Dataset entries
Segment Open

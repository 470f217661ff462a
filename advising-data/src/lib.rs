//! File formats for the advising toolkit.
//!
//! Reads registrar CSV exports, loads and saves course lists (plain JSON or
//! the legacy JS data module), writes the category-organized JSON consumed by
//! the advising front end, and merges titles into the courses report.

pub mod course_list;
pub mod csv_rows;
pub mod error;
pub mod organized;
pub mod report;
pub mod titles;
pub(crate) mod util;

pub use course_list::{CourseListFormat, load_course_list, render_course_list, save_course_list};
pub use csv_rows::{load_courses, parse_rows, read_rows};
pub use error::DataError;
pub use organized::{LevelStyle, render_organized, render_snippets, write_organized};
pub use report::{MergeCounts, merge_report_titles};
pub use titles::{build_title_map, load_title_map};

Segment Closed
Segment Open

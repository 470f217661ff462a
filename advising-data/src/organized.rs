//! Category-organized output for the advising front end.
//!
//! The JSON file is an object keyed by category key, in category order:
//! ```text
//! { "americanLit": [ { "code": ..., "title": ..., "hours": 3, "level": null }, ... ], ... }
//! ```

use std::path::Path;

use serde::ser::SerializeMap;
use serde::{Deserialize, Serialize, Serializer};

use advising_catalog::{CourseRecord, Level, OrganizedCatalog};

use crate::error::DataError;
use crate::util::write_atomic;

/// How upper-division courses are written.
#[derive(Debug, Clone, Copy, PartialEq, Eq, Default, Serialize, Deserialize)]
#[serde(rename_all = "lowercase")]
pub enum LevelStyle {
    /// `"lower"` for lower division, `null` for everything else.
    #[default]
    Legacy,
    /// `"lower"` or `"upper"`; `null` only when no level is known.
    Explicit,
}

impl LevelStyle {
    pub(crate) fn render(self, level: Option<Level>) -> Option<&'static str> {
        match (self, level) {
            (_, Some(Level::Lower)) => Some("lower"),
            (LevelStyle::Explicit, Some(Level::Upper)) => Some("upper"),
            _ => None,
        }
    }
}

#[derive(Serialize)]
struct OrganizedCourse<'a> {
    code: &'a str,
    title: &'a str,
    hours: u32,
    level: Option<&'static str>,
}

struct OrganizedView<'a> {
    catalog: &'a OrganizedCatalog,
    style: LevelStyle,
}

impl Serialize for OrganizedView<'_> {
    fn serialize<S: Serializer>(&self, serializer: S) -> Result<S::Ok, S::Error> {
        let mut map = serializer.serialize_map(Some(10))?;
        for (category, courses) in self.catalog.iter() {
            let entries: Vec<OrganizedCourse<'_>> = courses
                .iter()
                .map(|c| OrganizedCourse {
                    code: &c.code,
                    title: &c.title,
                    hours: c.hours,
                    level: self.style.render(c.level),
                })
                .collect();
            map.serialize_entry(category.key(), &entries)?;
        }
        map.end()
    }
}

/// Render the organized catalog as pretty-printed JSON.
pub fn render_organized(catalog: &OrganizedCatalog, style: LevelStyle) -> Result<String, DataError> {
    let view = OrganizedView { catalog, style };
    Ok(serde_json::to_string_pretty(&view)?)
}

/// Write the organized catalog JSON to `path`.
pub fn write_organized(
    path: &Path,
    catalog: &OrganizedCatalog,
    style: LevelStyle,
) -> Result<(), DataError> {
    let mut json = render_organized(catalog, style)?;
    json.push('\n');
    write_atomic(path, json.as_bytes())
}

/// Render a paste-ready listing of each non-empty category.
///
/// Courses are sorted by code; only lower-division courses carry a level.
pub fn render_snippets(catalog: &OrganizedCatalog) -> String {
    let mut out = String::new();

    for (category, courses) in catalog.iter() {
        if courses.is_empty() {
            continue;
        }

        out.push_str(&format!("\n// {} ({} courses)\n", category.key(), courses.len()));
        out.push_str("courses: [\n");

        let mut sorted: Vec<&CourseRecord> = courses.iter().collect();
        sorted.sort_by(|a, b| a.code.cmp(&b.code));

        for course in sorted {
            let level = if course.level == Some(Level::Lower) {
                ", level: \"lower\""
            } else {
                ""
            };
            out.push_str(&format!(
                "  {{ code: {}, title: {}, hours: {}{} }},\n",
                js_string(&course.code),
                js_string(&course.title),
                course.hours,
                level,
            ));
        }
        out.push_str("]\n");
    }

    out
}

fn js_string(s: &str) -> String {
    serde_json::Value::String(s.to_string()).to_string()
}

Segment Closed

### Task details
Find all the lines with "front" in the data and copy them.

### Expected answer
//! the advising front end, and merges titles into the courses report.
//! Category-organized output for the advising front end.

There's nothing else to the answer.